La Russie est-elle expansionniste?

Dans son adresse aux Français du 5 mars 2025, le président Emmanuel Macron a présenté la Russie comme une menace existentielle pour la France et l’Europe. Trois ans après le début de la guerre, « qui peut donc croire que la Russie d’aujourd’hui s’arrêtera à l’Ukraine ? ». En mettant l’accent sur la menace russe, Emmanuel Macron reprend le fil d’une argumentation construite par les milieux néo-conservateurs américains et britanniques dès le début des années 2000, consécutive de l’arrivée de Vladimir Poutine au pouvoir à Moscou, du boom économique de la première décennie du millénaire et du regain de puissance de la Russie sur la scène internationale.
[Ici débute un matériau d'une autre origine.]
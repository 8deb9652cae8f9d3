//! Configuration and error types for the gateway.

pub mod config;
pub mod error;

pub use config::{
    ConfigError, GatewayConfig, HttpConfig, LimitsConfig, RateLimitConfig, RegistrationConfig,
    TimeoutConfig,
};
pub use error::{ApiError, ApiResult, GatewayError};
Après le changement de pouvoir en Ukraine et l’annexion de la Crimée par la Russie au printemps 2014, cette perception de la Russie comme menace existentielle pour l’Europe et l’Alliance Atlantique a pris corps au sein des élites dirigeantes et des opinions publiques de l’ensemble des pays de l’Occident collectif, pour reprendre l’expression russe désormais consacrée. Elle s’est largement imposée après l’invasion de l’Ukraine par la Russie en 2022. La Russie a-t-elle renoué avec l’impérialisme de la Russie d’avant 1917 et de l’URSS ? Animé d’un réflexe néo-impérialiste s’appuyant sur des ressources capitalisées à la faveur du regain de puissance et de prospérité de la Russie, le maître du Kremlin a-t-il chaussé les bottes de ses prédécesseurs ? Après l’Ukraine, prépare-t-il d’autres aventures expansionnistes ? Face aux velléités ataviques d’un voisin imprévisible, l’Europe n’est-elle pas tenue à un réarmement massif ?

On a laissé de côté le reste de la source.